● AVAILABLE DATA
//! Save/load round trips through the facade.

use chrono::NaiveDate;

use fitness_tracker::clock::FixedClock;
use fitness_tracker::storage::DataFile;
use fitness_tracker::{FitnessTracker, TrackerError, TrackerEvent};

fn tracker_for(path: &std::path::Path) -> FitnessTracker {
    let clock = FixedClock::new(NaiveDate::from_ymd_opt(2025, 1, 10).unwrap());
    FitnessTracker::new(DataFile::new(path), Box::new(clock))
}

#[test]
fn test_restart_recovers_state() {
    let dir = tempfile::tempdir().unwrap();
    let path = dir.path().join("fitness_tracker_data.txt");

    let mut tracker = tracker_for(&path);
    tracker.set_profile("Ada", "30", "65.0", "170.0").unwrap();
    tracker.set_goal("Calories Burned", "1000", "7").unwrap();
    tracker.log_activity("Cardio", "Running", "30").unwrap();
    tracker.log_activity("Cardio", "Running", "30").unwrap();
    tracker.log_activity("Flexibility", "Yoga", "60").unwrap();
    tracker.log_activity("Sports", "Soccer", "10").unwrap();
    tracker.save().unwrap();
    let before = tracker.state();
    drop(tracker);

    let mut restarted = tracker_for(&path);
    restarted.load().unwrap();

    assert_eq!(restarted.state(), before);
    assert_eq!(restarted.profile().unwrap().name, "Ada");
    let types: Vec<String> = restarted
        .list_activities()
        .into_iter()
        .map(|row| row.activity_type)
        .collect();
    assert_eq!(types, vec!["Running", "Running", "Yoga", "Soccer"]);
    assert_eq!(restarted.goals().len(), 1);
    assert_eq!(restarted.goals()[0].progress, 1030.0);
}

#[test]
fn test_quit_saves_and_load_publishes() {
    let dir = tempfile::tempdir().unwrap();
    let path = dir.path().join("data.txt");

    let mut tracker = tracker_for(&path);
    tracker.set_profile("Ada", "30", "65.0", "170.0").unwrap();
    tracker.log_activity("Cardio", "Swimming", "40").unwrap();
    let rx = tracker.subscribe();
    tracker.quit().unwrap();
    assert!(matches!(rx.try_recv(), Ok(TrackerEvent::Saved)));

    let mut restarted = tracker_for(&path);
    let rx = restarted.subscribe();
    restarted.load().unwrap();

    let events: Vec<TrackerEvent> = rx.try_iter().collect();
    assert!(matches!(events[0], TrackerEvent::Loaded));
    match &events[1] {
        TrackerEvent::Refreshed(views) => {
            assert_eq!(views.activity_rows.len(), 1);
            assert_eq!(views.activity_rows[0].calories, "320.0");
        }
        other => panic!("unexpected event: {:?}", other),
    }
}

#[test]
fn test_failed_save_keeps_previous_file() {
    let dir = tempfile::tempdir().unwrap();
    let path = dir.path().join("data.txt");

    let mut tracker = tracker_for(&path);
    tracker.set_profile("Ada", "30", "65.0", "170.0").unwrap();
    tracker.save().unwrap();
    let saved = std::fs::read_to_string(&path).unwrap();

    // A directory where the temporary file should go makes the write fail
    std::fs::create_dir(dir.path().join("data.txt.tmp")).unwrap();
    tracker.log_activity("Cardio", "Running", "30").unwrap();

    assert!(matches!(tracker.save(), Err(TrackerError::Persistence(_))));
    assert_eq!(std::fs::read_to_string(&path).unwrap(), saved);
}

#[test]
fn test_corrupt_file_starts_empty() {
    let dir = tempfile::tempdir().unwrap();
    let path = dir.path().join("data.txt");
    std::fs::write(&path, "FTRK 9\n").unwrap();

    let mut tracker = tracker_for(&path);
    let result = tracker.load();

    assert!(matches!(result, Err(TrackerError::Persistence(_))));
    assert!(tracker.profile().is_none());
    assert!(tracker.activities().is_empty());
    assert!(tracker.goals().is_empty());
}

#[test]
fn test_file_with_invalid_records_starts_empty() {
    let dir = tempfile::tempdir().unwrap();
    let path = dir.path().join("data.txt");
    std::fs::write(
        &path,
        concat!(
            "FTRK 1\n",
            r#"profile {"name":"","age":0,"weight_kg":-3.0,"height_cm":0.0}"#,
            "\n",
            r#"activities [{"date":"2025-01-10","category":"Cardio","type":"Yoga","duration_min":0,"calories":-50.0}]"#,
            "\n",
            "goals []\n",
        ),
    )
    .unwrap();

    let mut tracker = tracker_for(&path);
    let result = tracker.load();

    assert!(matches!(result, Err(TrackerError::Persistence(_))));
    assert!(tracker.profile().is_none());
    assert!(tracker.activities().is_empty());
}

#[test]
fn test_extreme_user_values_survive_restart() {
    let dir = tempfile::tempdir().unwrap();
    let path = dir.path().join("data.txt");

    let mut tracker = tracker_for(&path);
    tracker
        .set_profile("Ada", "30", "1.0715660391465826e-75", "170")
        .unwrap();
    tracker
        .set_goal("Calories Burned", "1.0715660391465826e-75", "7")
        .unwrap();
    tracker.save().unwrap();
    let before = tracker.state();

    let mut restarted = tracker_for(&path);
    restarted.load().unwrap();

    assert_eq!(restarted.state(), before);
}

● EXERCISE BRIEF
Line by line, output the data precisely as shown above.

● RESULT OF THIS EXERCISE
//! Save/load round trips through the facade.

use chrono::NaiveDate;

use fitness_tracker::clock::FixedClock;
use fitness_tracker::storage::DataFile;
use fitness_tracker::{FitnessTracker, TrackerError, TrackerEvent};

fn tracker_for(path: &std::path::Path) -> FitnessTracker {
    let clock = FixedClock::new(NaiveDate::from_ymd_opt(2025, 1, 10).unwrap());
    FitnessTracker::new(DataFile::new(path), Box::new(clock))
}

#[test]
fn test_restart_recovers_state() {
    let dir = tempfile::tempdir().unwrap();
    let path = dir.path().join("fitness_tracker_data.txt");

    let mut tracker = tracker_for(&path);
    tracker.set_profile("Ada", "30", "65.0", "170.0").unwrap();
    tracker.set_goal("Calories Burned", "1000", "7").unwrap();
    tracker.log_activity("Cardio", "Running", "30").unwrap();
    tracker.log_activity("Cardio", "Running", "30").unwrap();
    tracker.log_activity("Flexibility", "Yoga", "60").unwrap();
    tracker.log_activity("Sports", "Soccer", "10").unwrap();
    tracker.save().unwrap();
    let before = tracker.state();
    drop(tracker);

    let mut restarted = tracker_for(&path);
    restarted.load().unwrap();

    assert_eq!(restarted.state(), before);
    assert_eq!(restarted.profile().unwrap().name, "Ada");
    let types: Vec<String> = restarted
        .list_activities()
        .into_iter()
        .map(|row| row.activity_type)
        .collect();
    assert_eq!(types, vec!["Running", "Running", "Yoga", "Soccer"]);
    assert_eq!(restarted.goals().len(), 1);
    assert_eq!(restarted.goals()[0].progress, 1030.0);
}

#[test]
fn test_quit_saves_and_load_publishes() {
    let dir = tempfile::tempdir().unwrap();
    let path = dir.path().join("data.txt");

    let mut tracker = tracker_for(&path);
    tracker.set_profile("Ada", "30", "65.0", "170.0").unwrap();
    tracker.log_activity("Cardio", "Swimming", "40").unwrap();
    let rx = tracker.subscribe();
    tracker.quit().unwrap();
    assert!(matches!(rx.try_recv(), Ok(TrackerEvent::Saved)));

    let mut restarted = tracker_for(&path);
    let rx = restarted.subscribe();
    restarted.load().unwrap();

    let events: Vec<TrackerEvent> = rx.try_iter().collect();
    assert!(matches!(events[0], TrackerEvent::Loaded));
    match &events[1] {
        TrackerEvent::Refreshed(views) => {
            assert_eq!(views.activity_rows.len(), 1);
            assert_eq!(views.activity_rows[0].calories, "320.0");
        }
        other => panic!("unexpected event: {:?}", other),
    }
}

#[test]
fn test_failed_save_keeps_previous_file() {
    let dir = tempfile::tempdir().unwrap();
    let path = dir.path().join("data.txt");

    let mut tracker = tracker_for(&path);
    tracker.set_profile("Ada", "30", "65.0", "170.0").unwrap();
    tracker.save().unwrap();
    let saved = std::fs::read_to_string(&path).unwrap();

    // A directory where the temporary file should go makes the write fail
    std::fs::create_dir(dir.path().join("data.txt.tmp")).unwrap();
    tracker.log_activity("Cardio", "Running", "30").unwrap();

    assert!(matches!(tracker.save(), Err(TrackerError::Persistence(_))));
    assert_eq!(std::fs::read_to_string(&path).unwrap(), saved);
}

#[test]
fn test_corrupt_file_starts_empty() {
    let dir = tempfile::tempdir().unwrap();
    let path = dir.path().join("data.txt");
    std::fs::write(&path, "FTRK 9\n").unwrap();

    let mut tracker = tracker_for(&path);
    let result = tracker.load();

    assert!(matches!(result, Err(TrackerError::Persistence(_))));
    assert!(tracker.profile().is_none());
    assert!(tracker.activities().is_empty());
    assert!(tracker.goals().is_empty());
}

#[test]
fn test_file_with_invalid_records_starts_empty() {
    let dir = tempfile::tempdir().unwrap();
    let path = dir.path().join("data.txt");
    std::fs::write(
        &path,
        concat!(
            "FTRK 1\n",
            r#"profile {"name":"","age":0,"weight_kg":-3.0,"height_cm":0.0}"#,
            "\n",
            r#"activities [{"date":"2025-01-10","category":"Cardio","type":"Yoga","duration_min":0,"calories":-50.0}]"#,
            "\n",
            "goals []\n",
        ),
    )
    .unwrap();

    let mut tracker = tracker_for(&path);
    let result = tracker.load();

    assert!(matches!(result, Err(TrackerError::Persistence(_))));
    assert!(tracker.profile().is_none());
    assert!(tracker.activities().is_empty());
}

#[test]
fn test_extreme_user_values_survive_restart() {
    let dir = tempfile::tempdir().unwrap();
    let path = dir.path().join("data.txt");

    let mut tracker = tracker_for(&path);
    tracker
        .set_profile("Ada", "30", "1.0715660391465826e-75", "170")
        .unwrap();
    tracker
        .set_goal("Calories Burned", "1.0715660391465826e-75", "7")
        .unwrap();
    tracker.save().unwrap();
    let before = tracker.state();

    let mut restarted = tracker_for(&path);
    restarted.load().unwrap();

    assert_eq!(restarted.state(), before);
}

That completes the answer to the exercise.